:: Recorded information ::
[Start of section]
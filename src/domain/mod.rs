//! Core aggregates and value objects (spec §3).
//!
//! Each submodule owns one aggregate's invariants; mutation happens only
//! through the methods they expose, never by reaching into the fields from
//! outside the crate.

pub mod events;
pub mod machine;
pub mod request;
pub mod template;

pub use events::{DomainEvent, EventPublisher};
pub use machine::{Machine, MachineStatus};
pub use request::{ErrorSummary, Request, RequestStatus, RequestType};
pub use template::{PriceType, RootVolumeSpec, SpotFleetParams, Template, TemplateBuilder};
[End of section]
:: About this task ::
Quote, without alteration, the final stretch of the entries: the line with "pub mod template;" onward to the last line.

:: Task solution ::
pub mod template;

pub use events::{DomainEvent, EventPublisher};
pub use machine::{Machine, MachineStatus};
pub use request::{ErrorSummary, Request, RequestStatus, RequestType};
pub use template::{PriceType, RootVolumeSpec, SpotFleetParams, Template, TemplateBuilder};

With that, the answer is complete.